▶ [BRIEF]:
Retype the listing below, keeping every line the same.

▶ [EXTRACTED ENTRIES]:
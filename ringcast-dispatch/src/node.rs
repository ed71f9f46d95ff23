use std::net::SocketAddr;
use std::sync::Arc;

use ringcast_ring::{
    HashRing,
    LivenessOracle,
    MembershipChange,
    MembershipController,
    MembershipHandle,
    RingStatistics,
};
use ringcast_rpc::{CodecRegistry, Server};
use tokio::task::JoinHandle;
use tokio_stream::wrappers::WatchStream;
use tokio_stream::StreamExt;

use crate::config::NodeConfig;
use crate::dispatcher::Dispatcher;
use crate::error::NodeError;
use crate::http::{serve_sync_records, SyncRecordsEndpoint};
use crate::service::{IngestService, JudgeService, PointSink};
use crate::sync_record::SyncRecords;

/// Builds a node of the dispatch fabric.
///
/// A node given an ingest sink accepts `PushToTrans` batches, stores them
/// locally and forwards them to their judges. A node given a judge sink
/// accepts `PushToJudge` batches. A node may be both.
pub struct RingcastNodeBuilder {
    config: NodeConfig,
    codecs: CodecRegistry,
    ingest_sink: Option<Arc<dyn PointSink>>,
    judge_sink: Option<Arc<dyn PointSink>>,
}

impl RingcastNodeBuilder {
    /// Create a new node builder.
    pub fn new(config: NodeConfig) -> Self {
        Self {
            config,
            codecs: CodecRegistry::default(),
            ingest_sink: None,
            judge_sink: None,
        }
    }

    /// Resolve the configured protocol through a custom codec registry.
    pub fn with_codecs(mut self, codecs: CodecRegistry) -> Self {
        self.codecs = codecs;
        self
    }

    /// Serve `PushToTrans`, storing batches in the given sink.
    pub fn with_ingest_sink(mut self, sink: impl PointSink) -> Self {
        let sink: Arc<dyn PointSink> = Arc::new(sink);
        self.ingest_sink = Some(sink);
        self
    }

    /// Serve `PushToJudge`, evaluating batches with the given sink.
    pub fn with_judge_sink(mut self, sink: impl PointSink) -> Self {
        let sink: Arc<dyn PointSink> = Arc::new(sink);
        self.judge_sink = Some(sink);
        self
    }

    /// Starts the node.
    ///
    /// The ring starts out empty and is populated from the liveness oracle.
    pub async fn start<O>(self, oracle: O) -> Result<RingcastNode, NodeError>
    where
        O: LivenessOracle,
    {
        let codec = self.codecs.get(&self.config.protocol)?;
        let ring = Arc::new(HashRing::new(self.config.ring.clone()));
        let records = SyncRecords::default();

        let rpc_server = Server::listen(self.config.rpc.listen, codec).await?;
        let dispatcher = Arc::new(Dispatcher::new(
            ring.clone(),
            self.config.dispatcher_config(codec),
            records.clone(),
        ));

        if let Some(sink) = self.ingest_sink {
            rpc_server.add_service(IngestService::new(sink, dispatcher.clone()));
        }
        if let Some(sink) = self.judge_sink {
            rpc_server.add_service(JudgeService::new(sink));
        }

        let sync_endpoint = match self.config.sync_listen {
            Some(addr) => Some(serve_sync_records(addr, records.clone()).await?),
            None => None,
        };

        let membership =
            MembershipController::new(ring.clone(), self.config.oracle.clone()).spawn(oracle);
        let membership_task = tokio::spawn(watch_membership_changes(
            dispatcher.clone(),
            membership.change_stream(),
        ));

        info!(
            listen_addr = %rpc_server.local_addr(),
            protocol = %codec,
            replicas = ring.replicas(),
            "Ringcast node started."
        );

        Ok(RingcastNode {
            ring,
            rpc_server,
            dispatcher,
            records,
            membership,
            membership_task,
            sync_endpoint,
        })
    }
}

pub struct RingcastNode {
    ring: Arc<HashRing>,
    rpc_server: Server,
    dispatcher: Arc<Dispatcher>,
    records: SyncRecords,
    membership: MembershipHandle,
    membership_task: JoinHandle<()>,
    sync_endpoint: Option<SyncRecordsEndpoint>,
}

impl RingcastNode {
    #[inline]
    /// The ring maintained by the node's membership controller.
    pub fn ring(&self) -> &Arc<HashRing> {
        &self.ring
    }

    #[inline]
    pub fn dispatcher(&self) -> &Arc<Dispatcher> {
        &self.dispatcher
    }

    #[inline]
    pub fn records(&self) -> &SyncRecords {
        &self.records
    }

    #[inline]
    /// The address of the node's RPC server.
    pub fn rpc_addr(&self) -> SocketAddr {
        self.rpc_server.local_addr()
    }

    #[inline]
    /// The address of the sync-record endpoint, if it was started.
    pub fn sync_addr(&self) -> Option<SocketAddr> {
        self.sync_endpoint.as_ref().map(|e| e.local_addr())
    }

    #[inline]
    /// Gets the live membership statistics.
    pub fn ring_statistics(&self) -> RingStatistics {
        self.membership.statistics()
    }

    #[inline]
    /// Get a stream of membership changes.
    pub fn membership_changes(&self) -> WatchStream<MembershipChange> {
        self.membership.change_stream()
    }

    /// Shuts down the node and cleans up any connections.
    pub fn shutdown(self) {
        self.membership.shutdown();
        self.membership_task.abort();
        self.rpc_server.shutdown();
        if let Some(endpoint) = self.sync_endpoint.as_ref() {
            endpoint.shutdown();
        }
        for owner in self.dispatcher.network().owners() {
            self.dispatcher.network().disconnect(&owner);
        }
        info!(listen_addr = %self.rpc_server.local_addr(), "Ringcast node shut down.");
    }
}

async fn watch_membership_changes(
    dispatcher: Arc<Dispatcher>,
    mut changes: WatchStream<MembershipChange>,
) {
    while let Some(change) = changes.next().await {
        if change.is_empty() {
            continue;
        }

        for node in change.joined.iter() {
            info!(node = %node, version = change.version, "Member has joined the ring.");
        }

        for node in change.left.iter() {
            info!(node = %node, version = change.version, "Member has left the ring.");
        }

        dispatcher.apply_membership_change(&change);
    }
}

▶ [RESPONSE TO THIS TASK]:
filename ringcast-dispatch/src/node.rs
repository ed71f9f46d95ff23
use std::net::SocketAddr;
use std::sync::Arc;

use ringcast_ring::{
    HashRing,
    LivenessOracle,
    MembershipChange,
    MembershipController,
    MembershipHandle,
    RingStatistics,
};
use ringcast_rpc::{CodecRegistry, Server};
use tokio::task::JoinHandle;
use tokio_stream::wrappers::WatchStream;
use tokio_stream::StreamExt;

use crate::config::NodeConfig;
use crate::dispatcher::Dispatcher;
use crate::error::NodeError;
use crate::http::{serve_sync_records, SyncRecordsEndpoint};
use crate::service::{IngestService, JudgeService, PointSink};
use crate::sync_record::SyncRecords;

/// Builds a node of the dispatch fabric.
///
/// A node given an ingest sink accepts `PushToTrans` batches, stores them
/// locally and forwards them to their judges. A node given a judge sink
/// accepts `PushToJudge` batches. A node may be both.
pub struct RingcastNodeBuilder {
    config: NodeConfig,
    codecs: CodecRegistry,
    ingest_sink: Option<Arc<dyn PointSink>>,
    judge_sink: Option<Arc<dyn PointSink>>,
}

impl RingcastNodeBuilder {
    /// Create a new node builder.
    pub fn new(config: NodeConfig) -> Self {
        Self {
            config,
            codecs: CodecRegistry::default(),
            ingest_sink: None,
            judge_sink: None,
        }
    }

    /// Resolve the configured protocol through a custom codec registry.
    pub fn with_codecs(mut self, codecs: CodecRegistry) -> Self {
        self.codecs = codecs;
        self
    }

    /// Serve `PushToTrans`, storing batches in the given sink.
    pub fn with_ingest_sink(mut self, sink: impl PointSink) -> Self {
        let sink: Arc<dyn PointSink> = Arc::new(sink);
        self.ingest_sink = Some(sink);
        self
    }

    /// Serve `PushToJudge`, evaluating batches with the given sink.
    pub fn with_judge_sink(mut self, sink: impl PointSink) -> Self {
        let sink: Arc<dyn PointSink> = Arc::new(sink);
        self.judge_sink = Some(sink);
        self
    }

    /// Starts the node.
    ///
    /// The ring starts out empty and is populated from the liveness oracle.
    pub async fn start<O>(self, oracle: O) -> Result<RingcastNode, NodeError>
    where
        O: LivenessOracle,
    {
        let codec = self.codecs.get(&self.config.protocol)?;
        let ring = Arc::new(HashRing::new(self.config.ring.clone()));
        let records = SyncRecords::default();

        let rpc_server = Server::listen(self.config.rpc.listen, codec).await?;
        let dispatcher = Arc::new(Dispatcher::new(
            ring.clone(),
            self.config.dispatcher_config(codec),
            records.clone(),
        ));

        if let Some(sink) = self.ingest_sink {
            rpc_server.add_service(IngestService::new(sink, dispatcher.clone()));
        }
        if let Some(sink) = self.judge_sink {
            rpc_server.add_service(JudgeService::new(sink));
        }

        let sync_endpoint = match self.config.sync_listen {
            Some(addr) => Some(serve_sync_records(addr, records.clone()).await?),
            None => None,
        };

        let membership =
            MembershipController::new(ring.clone(), self.config.oracle.clone()).spawn(oracle);
        let membership_task = tokio::spawn(watch_membership_changes(
            dispatcher.clone(),
            membership.change_stream(),
        ));

        info!(
            listen_addr = %rpc_server.local_addr(),
            protocol = %codec,
            replicas = ring.replicas(),
            "Ringcast node started."
        );

        Ok(RingcastNode {
            ring,
            rpc_server,
            dispatcher,
            records,
            membership,
            membership_task,
            sync_endpoint,
        })
    }
}

pub struct RingcastNode {
    ring: Arc<HashRing>,
    rpc_server: Server,
    dispatcher: Arc<Dispatcher>,
    records: SyncRecords,
    membership: MembershipHandle,
    membership_task: JoinHandle<()>,
    sync_endpoint: Option<SyncRecordsEndpoint>,
}

impl RingcastNode {
    #[inline]
    /// The ring maintained by the node's membership controller.
    pub fn ring(&self) -> &Arc<HashRing> {
        &self.ring
    }

    #[inline]
    pub fn dispatcher(&self) -> &Arc<Dispatcher> {
        &self.dispatcher
    }

    #[inline]
    pub fn records(&self) -> &SyncRecords {
        &self.records
    }

    #[inline]
    /// The address of the node's RPC server.
    pub fn rpc_addr(&self) -> SocketAddr {
        self.rpc_server.local_addr()
    }

    #[inline]
    /// The address of the sync-record endpoint, if it was started.
    pub fn sync_addr(&self) -> Option<SocketAddr> {
        self.sync_endpoint.as_ref().map(|e| e.local_addr())
    }

    #[inline]
    /// Gets the live membership statistics.
    pub fn ring_statistics(&self) -> RingStatistics {
        self.membership.statistics()
    }

    #[inline]
    /// Get a stream of membership changes.
    pub fn membership_changes(&self) -> WatchStream<MembershipChange> {
        self.membership.change_stream()
    }

    /// Shuts down the node and cleans up any connections.
    pub fn shutdown(self) {
        self.membership.shutdown();
        self.membership_task.abort();
        self.rpc_server.shutdown();
        if let Some(endpoint) = self.sync_endpoint.as_ref() {
            endpoint.shutdown();
        }
        for owner in self.dispatcher.network().owners() {
            self.dispatcher.network().disconnect(&owner);
        }
        info!(listen_addr = %self.rpc_server.local_addr(), "Ringcast node shut down.");
    }
}

async fn watch_membership_changes(
    dispatcher: Arc<Dispatcher>,
    mut changes: WatchStream<MembershipChange>,
) {
    while let Some(change) = changes.next().await {
        if change.is_empty() {
            continue;
        }

        for node in change.joined.iter() {
            info!(node = %node, version = change.version, "Member has joined the ring.");
        }

        for node in change.left.iter() {
            info!(node = %node, version = change.version, "Member has left the ring.");
        }

        dispatcher.apply_membership_change(&change);
    }
}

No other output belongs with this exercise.